I’d been reading Dangerous Girls’ books on acting like they were SAT prep work. Every night I would open one up, read the chapter once, read it again with a highlighter, and then spend an hour or two doing the various proscribed exercises in the mirror. One week I spent every night crying on command for no reason. Well it started with reasons, but after a few days the book explained how to tap into the raw emotion. After eight hours of crying over nothing I checked off sadness and depression.

Unfortunately, not only did this mean I cried constantly for a week, it also meant Doolittle Falls got record rainfall and the weatherman was confounded as to why. “Aberrant system” was the best he could come up with for why we had seven sunny days with deluges from 7:30-9:30 each night, which ended precisely when my favorite show (there was a Hero Housewives of Gotham marathon that week) came on.
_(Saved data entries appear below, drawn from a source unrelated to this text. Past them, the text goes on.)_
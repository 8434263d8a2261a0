//! Hash placement for object identifiers.
//!
//! Every object lives on exactly one node: the one at index
//! `fnv1a_32(object_id) % nodes.len()` in the discovered node sequence.
//!
//! The mapping is a pure function of the identifier and the ordered node
//! set, so it survives process restarts. It is *not* stable across node-set
//! changes: adding or removing a node remaps most identifiers. Minnow does
//! not rebalance, so a deployment must keep its node set fixed for the
//! lifetime of the data.

mod router;

pub use router::{PlacementError, fnv1a_32, node_index, select_node};
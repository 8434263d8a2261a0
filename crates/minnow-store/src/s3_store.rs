//! S3-compatible backend (MinIO and friends).

use std::sync::Arc;

use aws_sdk_s3::Client;
use aws_sdk_s3::config::{BehaviorVersion, Credentials, Region};
use aws_sdk_s3::error::{DisplayErrorContext, SdkError};
use aws_sdk_s3::primitives::ByteStream;
use futures::{StreamExt, TryStreamExt};
use http_body::Frame;
use http_body_util::StreamBody;
use minnow_types::NodeDescriptor;
use sync_wrapper::SyncStream;
use tokio_util::io::ReaderStream;
use tracing::{debug, info};

use crate::error::StoreError;
use crate::stream::{ObjectStream, exact_length};
use crate::traits::{BackendConnector, ObjectBackend};

/// Region sent to servers that ignore it (MinIO accepts any value).
pub const DEFAULT_REGION: &str = "us-east-1";

/// Backend talking to one node's S3 API over plain HTTP.
///
/// Uses path-style addressing (`http://host:port/bucket/key`) and static
/// credentials taken from the node descriptor.
pub struct S3Backend {
    client: Client,
    endpoint: String,
}

impl S3Backend {
    /// Build a client for `node`. Performs no I/O.
    pub fn new(node: &NodeDescriptor, region: &str) -> Self {
        let endpoint = node.endpoint();
        let credentials = Credentials::new(
            node.access_key.clone(),
            node.secret_key.clone(),
            None,
            None,
            "minnow-node-descriptor",
        );

        let config = aws_sdk_s3::Config::builder()
            .behavior_version(BehaviorVersion::latest())
            .region(Region::new(region.to_string()))
            .endpoint_url(format!("http://{endpoint}"))
            .credentials_provider(credentials)
            .force_path_style(true)
            .build();

        Self {
            client: Client::from_conf(config),
            endpoint,
        }
    }

    /// `address:port` this backend talks to.
    pub fn endpoint(&self) -> &str {
        &self.endpoint
    }
}

fn backend_error<E, R>(operation: &'static str, err: SdkError<E, R>) -> StoreError
where
    E: std::error::Error + 'static,
    R: std::fmt::Debug + 'static,
{
    StoreError::Backend {
        operation,
        message: DisplayErrorContext(err).to_string(),
    }
}

#[async_trait::async_trait]
impl ObjectBackend for S3Backend {
    async fn ensure_container(&self, container: &str) -> Result<bool, StoreError> {
        match self.client.head_bucket().bucket(container).send().await {
            Ok(_) => return Ok(false),
            Err(err) => {
                let missing = err.as_service_error().is_some_and(|e| e.is_not_found());
                if !missing {
                    return Err(backend_error("head_bucket", err));
                }
            }
        }

        match self.client.create_bucket().bucket(container).send().await {
            Ok(_) => {
                info!(container, endpoint = %self.endpoint, "created bucket");
                Ok(true)
            }
            // Someone else created it between the HEAD and the CREATE.
            Err(err)
                if err.as_service_error().is_some_and(|e| {
                    e.is_bucket_already_owned_by_you() || e.is_bucket_already_exists()
                }) =>
            {
                Ok(false)
            }
            Err(err) => Err(backend_error("create_bucket", err)),
        }
    }

    async fn put(
        &self,
        container: &str,
        key: &str,
        body: ObjectStream,
        size: u64,
    ) -> Result<(), StoreError> {
        let content_length = i64::try_from(size).map_err(|_| StoreError::SizeMismatch {
            expected: size,
            actual: 0,
        })?;

        // The SDK wants a `Sync` body; the stream is only ever polled from
        // one task, so `SyncStream` is enough.
        let frames = exact_length(body, size).map_ok(Frame::data);
        let body = ByteStream::from_body_1_x(StreamBody::new(SyncStream::new(frames)));

        debug!(container, key, size, endpoint = %self.endpoint, "put_object");
        self.client
            .put_object()
            .bucket(container)
            .key(key)
            .content_length(content_length)
            .content_type("application/octet-stream")
            .body(body)
            .send()
            .await
            .map_err(|e| backend_error("put_object", e))?;

        Ok(())
    }

    async fn get(&self, container: &str, key: &str) -> Result<ObjectStream, StoreError> {
        debug!(container, key, endpoint = %self.endpoint, "get_object");
        let output = match self
            .client
            .get_object()
            .bucket(container)
            .key(key)
            .send()
            .await
        {
            Ok(output) => output,
            Err(err) if err.as_service_error().is_some_and(|e| e.is_no_such_key()) => {
                return Err(StoreError::NotFound {
                    container: container.to_string(),
                    key: key.to_string(),
                });
            }
            Err(err) => return Err(backend_error("get_object", err)),
        };

        Ok(ReaderStream::new(output.body.into_async_read()).boxed())
    }
}

/// Connector producing [`S3Backend`] handles.
#[derive(Debug, Clone)]
pub struct S3Connector {
    region: String,
}

impl S3Connector {
    /// Create a connector signing requests for `region`.
    pub fn new(region: impl Into<String>) -> Self {
        Self {
            region: region.into(),
        }
    }
}

impl Default for S3Connector {
    fn default() -> Self {
        Self::new(DEFAULT_REGION)
    }
}

#[async_trait::async_trait]
impl BackendConnector for S3Connector {
    async fn connect(&self, node: &NodeDescriptor) -> Result<Arc<dyn ObjectBackend>, StoreError> {
        if node.address.is_empty() {
            return Err(StoreError::Connect {
                endpoint: node.endpoint(),
                message: "node has no address".to_string(),
            });
        }
        Ok(Arc::new(S3Backend::new(node, &self.region)))
    }
}
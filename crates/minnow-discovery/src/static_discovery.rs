//! Discovery from a fixed node list.

use std::collections::HashSet;

use minnow_types::{NodeDescriptor, NodeId};
use tracing::info;

use crate::Discovery;
use crate::error::DiscoveryError;

/// Serves a node list fixed at construction, in the given order.
#[derive(Debug, Clone, Default)]
pub struct StaticDiscovery {
    nodes: Vec<NodeDescriptor>,
}

impl StaticDiscovery {
    /// Serve `nodes` as listed.
    pub fn new(nodes: Vec<NodeDescriptor>) -> Self {
        Self { nodes }
    }

    /// Synthesize `count` local nodes named `memory-0`, `memory-1`, ...
    ///
    /// Used with the in-memory backend, where nodes have no real address.
    pub fn memory(count: usize) -> Self {
        let nodes = (0..count)
            .map(|i| NodeDescriptor {
                id: NodeId::new(format!("memory-{i}")),
                name: format!("memory-{i}"),
                address: "127.0.0.1".to_string(),
                port: 0,
                access_key: String::new(),
                secret_key: String::new(),
            })
            .collect();
        Self { nodes }
    }
}

#[async_trait::async_trait]
impl Discovery for StaticDiscovery {
    async fn discover(&self) -> Result<Vec<NodeDescriptor>, DiscoveryError> {
        let mut seen = HashSet::with_capacity(self.nodes.len());
        for node in &self.nodes {
            if !seen.insert(&node.id) {
                return Err(DiscoveryError::DuplicateNode(node.id.clone()));
            }
        }

        info!(count = self.nodes.len(), "discovered static nodes");
        Ok(self.nodes.clone())
    }
}
//! Byte streams carried between the HTTP layer and backends.

use std::io;

use bytes::{Bytes, BytesMut};
use futures::stream::{self, BoxStream, StreamExt};

use crate::error::StoreError;

/// A lazily consumed object body.
///
/// Dropping the stream releases whatever it holds (an HTTP connection, a
/// backend response), whether or not it was fully read.
pub type ObjectStream = BoxStream<'static, io::Result<Bytes>>;

/// Wrap an in-memory buffer as a single-chunk stream.
pub fn stream_from_bytes(data: impl Into<Bytes>) -> ObjectStream {
    let data = data.into();
    if data.is_empty() {
        return stream::empty().boxed();
    }
    stream::once(async move { Ok(data) }).boxed()
}

/// Read `body` to the end, requiring exactly `size` bytes.
pub async fn collect_exact(mut body: ObjectStream, size: u64) -> Result<Bytes, StoreError> {
    let capacity = usize::try_from(size).unwrap_or(usize::MAX).min(64 * 1024 * 1024);
    let mut buf = BytesMut::with_capacity(capacity);

    while let Some(chunk) = body.next().await {
        let chunk = chunk?;
        let total = buf.len() as u64 + chunk.len() as u64;
        if total > size {
            return Err(StoreError::SizeMismatch {
                expected: size,
                actual: total,
            });
        }
        buf.extend_from_slice(&chunk);
    }

    if (buf.len() as u64) < size {
        return Err(StoreError::SizeMismatch {
            expected: size,
            actual: buf.len() as u64,
        });
    }

    Ok(buf.freeze())
}

/// Pass `body` through, failing the stream if it yields more or fewer than
/// `size` bytes.
///
/// Used where the body is forwarded without buffering, so a lying
/// `Content-Length` surfaces as a stream error instead of a truncated object.
pub(crate) fn exact_length(body: ObjectStream, size: u64) -> ObjectStream {
    stream::unfold(
        (body, 0u64, false),
        move |(mut body, seen, done)| async move {
            if done {
                return None;
            }
            match body.next().await {
                Some(Ok(chunk)) => {
                    let seen = seen + chunk.len() as u64;
                    if seen > size {
                        Some((Err(length_error(size, seen)), (body, seen, true)))
                    } else {
                        Some((Ok(chunk), (body, seen, false)))
                    }
                }
                Some(Err(e)) => Some((Err(e), (body, seen, true))),
                None if seen < size => Some((Err(length_error(size, seen)), (body, seen, true))),
                None => None,
            }
        },
    )
    .boxed()
}

fn length_error(expected: u64, actual: u64) -> io::Error {
    io::Error::new(
        io::ErrorKind::InvalidData,
        format!("body length mismatch: declared {expected} bytes, got {actual}"),
    )
}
When the Bureau of Palladin Affairs was called in to investigate, I decided to switch to another emotion. Had I had one of the power dampeners they keep at the Academy I could have cried to my hearts content without a single drop falling on the precious Doolittle ground.
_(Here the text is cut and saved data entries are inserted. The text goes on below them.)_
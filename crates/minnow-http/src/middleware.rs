//! Request context and panic recovery middleware.

use std::any::Any;
use std::net::SocketAddr;
use std::panic::AssertUnwindSafe;
use std::time::Instant;

use axum::extract::{ConnectInfo, Request};
use axum::http::HeaderValue;
use axum::middleware::Next;
use axum::response::{IntoResponse, Response};
use futures::FutureExt;
use tracing::{Instrument, error, info, info_span};
use uuid::Uuid;

use crate::error::ApiError;

/// Header carrying the request identifier, in both directions.
pub const REQUEST_ID_HEADER: &str = "x-request-id";

/// Identifier of the request being served, stored in request extensions.
#[derive(Debug, Clone, PartialEq, Eq)]
pub struct RequestId(pub String);

/// Assign a request id, run the request inside a `request` span, echo the id
/// back, and log the outcome.
pub(crate) async fn request_context(mut request: Request, next: Next) -> Response {
    let request_id = request
        .headers()
        .get(REQUEST_ID_HEADER)
        .and_then(|v| v.to_str().ok())
        .filter(|v| !v.is_empty())
        .map(str::to_owned)
        .unwrap_or_else(|| Uuid::new_v4().to_string());

    let method = request.method().clone();
    let path = request.uri().path().to_owned();
    let query = request.uri().query().unwrap_or_default().to_owned();
    let client_ip = request
        .extensions()
        .get::<ConnectInfo<SocketAddr>>()
        .map(|ConnectInfo(addr)| addr.ip().to_string())
        .unwrap_or_default();
    request
        .extensions_mut()
        .insert(RequestId(request_id.clone()));

    let span = info_span!("request", request_id = %request_id, path = %path);
    let start = Instant::now();
    let mut response = next.run(request).instrument(span.clone()).await;

    if let Ok(value) = HeaderValue::from_str(&request_id) {
        response.headers_mut().insert(REQUEST_ID_HEADER, value);
    }

    span.in_scope(|| {
        info!(
            status = response.status().as_u16(),
            %method,
            path = %path,
            query = %query,
            ip = %client_ip,
            latency = ?start.elapsed(),
            "request processed"
        );
    });
    response
}

/// Turn a handler panic into a 500 response instead of a dropped connection.
pub(crate) async fn catch_panic(request: Request, next: Next) -> Response {
    let path = request.uri().path().to_owned();
    let request_id = request
        .extensions()
        .get::<RequestId>()
        .map(|RequestId(id)| id.clone())
        .unwrap_or_default();

    match AssertUnwindSafe(next.run(request)).catch_unwind().await {
        Ok(response) => response,
        Err(panic) => {
            error!(
                request_id = %request_id,
                path = %path,
                error = panic_message(&*panic),
                "request handler panicked"
            );
            ApiError::Internal.into_response()
        }
    }
}

fn panic_message(panic: &(dyn Any + Send)) -> &str {
    if let Some(s) = panic.downcast_ref::<&str>() {
        s
    } else if let Some(s) = panic.downcast_ref::<String>() {
        s
    } else {
        "unknown panic"
    }
}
I was slowly becoming a master of my own emotions, which was having some pretty strange side effects. Gale force winds hitting our house on a calm day, enormous balls of hail terrifying the neighbors dogs, snow, sleet, slain, sun showers, humidity on cold days, any and every form of terrestrial excretion. There were a million types of winds and precipitations and I was learning the precise emotions to make them happen.

 

THOUGH THE emotion itself wasn’t enough. It just created the raw nature. To build something bigger, like a system, required knowing how the weather worked. And for that I needed Sam and his toys at PeriGenomics. I could will myself to anger at the drop of a pin, but I needed to practice directing lightning or it would just strike anywhere and everywhere. Which it did. Dad, after losing cable because of a downed power line during a particularly exciting Maximum Fighting match, had a talk with me about my practice. Also, between researching Mom, my practice with Dangerous Girl’s books, and my practice with Sam, my schoolwork was starting to suffer.
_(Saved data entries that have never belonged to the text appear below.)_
//! The HTTP API over a multi-node gateway.

use std::sync::Arc;

use axum::body::Body;
use axum::http::{Request, StatusCode};
use http_body_util::BodyExt;
use minnow_gateway::StorageGateway;
use minnow_http::{ApiServer, REQUEST_ID_HEADER};
use minnow_integration_tests::{IntegrationGateway, ids_on_node, test_data};
use minnow_registry::NodeRegistry;
use tokio::io::{AsyncReadExt, AsyncWriteExt};
use tokio::net::{TcpListener, TcpStream};
use tower::ServiceExt;

fn put_request(id: &str, data: Vec<u8>) -> Request<Body> {
    Request::put(format!("/api/v1/object/{id}"))
        .header("content-length", data.len())
        .body(Body::from(data))
        .unwrap()
}

fn get_request(id: &str) -> Request<Body> {
    Request::get(format!("/api/v1/object/{id}"))
        .body(Body::empty())
        .unwrap()
}

async fn json(resp: axum::response::Response) -> serde_json::Value {
    let body = resp.into_body().collect().await.unwrap().to_bytes();
    serde_json::from_slice(&body).unwrap()
}

#[tokio::test]
async fn test_put_then_get_over_http() {
    let gw = IntegrationGateway::new(3).await;
    let data = test_data(50_000);

    let resp = gw
        .router()
        .oneshot(put_request("bigblob", data.clone()))
        .await
        .unwrap();
    assert_eq!(resp.status(), StatusCode::CREATED);
    let body = json(resp).await;
    assert_eq!(body["status"], "success");
    assert_eq!(body["message"], "Object bigblob stored successfully");

    let resp = gw.router().oneshot(get_request("bigblob")).await.unwrap();
    assert_eq!(resp.status(), StatusCode::OK);
    assert_eq!(
        resp.headers()["content-type"],
        "application/octet-stream"
    );
    let body = resp.into_body().collect().await.unwrap().to_bytes();
    assert_eq!(&body[..], &data[..]);

    // Stored on exactly its placement node.
    let expected = minnow_placement::node_index("bigblob", 3).unwrap();
    assert_eq!(gw.holders("bigblob").await, vec![expected]);
}

#[tokio::test]
async fn test_http_and_gateway_see_same_objects() {
    let gw = IntegrationGateway::new(3).await;
    gw.put("direct", b"from the gateway").await.unwrap();

    let resp = gw.router().oneshot(get_request("direct")).await.unwrap();
    let body = resp.into_body().collect().await.unwrap().to_bytes();
    assert_eq!(&body[..], b"from the gateway");
}

#[tokio::test]
async fn test_down_node_is_500_healthy_node_is_201() {
    let gw = IntegrationGateway::with_down_nodes(3, &[0]).await;

    let dead = &ids_on_node(0, 3, 1)[0];
    let resp = gw
        .router()
        .oneshot(put_request(dead, b"x".to_vec()))
        .await
        .unwrap();
    assert_eq!(resp.status(), StatusCode::INTERNAL_SERVER_ERROR);
    let body = json(resp).await;
    assert_eq!(body["status"], "error");
    assert_eq!(body["message"], "Failed to store object");

    let alive = &ids_on_node(1, 3, 1)[0];
    let resp = gw
        .router()
        .oneshot(put_request(alive, b"x".to_vec()))
        .await
        .unwrap();
    assert_eq!(resp.status(), StatusCode::CREATED);
}

#[tokio::test]
async fn test_empty_node_set_is_503() {
    let registry = Arc::new(NodeRegistry::new(Vec::new()));
    let router = ApiServer::new(Arc::new(StorageGateway::new(registry))).into_router();

    let resp = router.oneshot(get_request("k1")).await.unwrap();
    assert_eq!(resp.status(), StatusCode::SERVICE_UNAVAILABLE);
    assert_eq!(json(resp).await["message"], "No storage nodes available");
}

#[tokio::test]
async fn test_invalid_id_is_400_and_stores_nothing() {
    let gw = IntegrationGateway::new(3).await;

    let resp = gw
        .router()
        .oneshot(put_request("not-valid", b"x".to_vec()))
        .await
        .unwrap();
    assert_eq!(resp.status(), StatusCode::BAD_REQUEST);

    for i in 0..gw.len() {
        assert_eq!(gw.object_count(i).await, 0);
    }
}

#[tokio::test]
async fn test_request_id_echoed() {
    let gw = IntegrationGateway::new(1).await;

    let req = Request::get("/health")
        .header(REQUEST_ID_HEADER, "trace-42")
        .body(Body::empty())
        .unwrap();
    let resp = gw.router().oneshot(req).await.unwrap();
    assert_eq!(resp.status(), StatusCode::OK);
    assert_eq!(resp.headers()[REQUEST_ID_HEADER], "trace-42");
}

async fn roundtrip(addr: std::net::SocketAddr, request: &[u8]) -> String {
    let mut stream = TcpStream::connect(addr).await.unwrap();
    stream.write_all(request).await.unwrap();
    let mut out = Vec::new();
    stream.read_to_end(&mut out).await.unwrap();
    String::from_utf8_lossy(&out).into_owned()
}

#[tokio::test]
async fn test_served_over_tcp() {
    let gw = IntegrationGateway::new(3).await;
    let server = ApiServer::new(Arc::new(gw.gateway().clone()));

    let listener = TcpListener::bind("127.0.0.1:0").await.unwrap();
    let addr = listener.local_addr().unwrap();
    let (stop_tx, stop_rx) = tokio::sync::oneshot::channel::<()>();
    let task = tokio::spawn(server.serve_with_shutdown(listener, async move {
        let _ = stop_rx.await;
    }));

    let put = roundtrip(
        addr,
        b"PUT /api/v1/object/wire HTTP/1.1\r\nHost: localhost\r\nContent-Length: 11\r\nConnection: close\r\n\r\nhello world",
    )
    .await;
    assert!(put.starts_with("HTTP/1.1 201"), "{put}");
    assert!(put.contains("x-request-id"), "{put}");

    let get = roundtrip(
        addr,
        b"GET /api/v1/object/wire HTTP/1.1\r\nHost: localhost\r\nConnection: close\r\n\r\n",
    )
    .await;
    assert!(get.starts_with("HTTP/1.1 200"), "{get}");
    assert!(get.contains("hello world"), "{get}");

    let missing = roundtrip(
        addr,
        b"PUT /api/v1/object/wire HTTP/1.1\r\nHost: localhost\r\nConnection: close\r\n\r\n",
    )
    .await;
    assert!(missing.starts_with("HTTP/1.1 400"), "{missing}");

    stop_tx.send(()).unwrap();
    task.await.unwrap().unwrap();
    assert_eq!(gw.holders("wire").await.len(), 1);
}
Sam and I spent several weeks on what he referred to as supersonic winds. They were winds so strong that they were rare in nature. One gust could knock down a skyscraper and a sustained wind could level a town. But such forces were outside the hands of anyone because they required so much energy to create. The best most people could do was small, localized winds that could move objects at fast speeds. They could make simple objects into projectiles. The better (weather control people) could lift cars and send them flying with them, but even Sam didn’t have that level of power yet.

After honing my skills for the better part of November, he told me to meet him at the Richman State Forest in Asher Falls for the “next step” as he called it.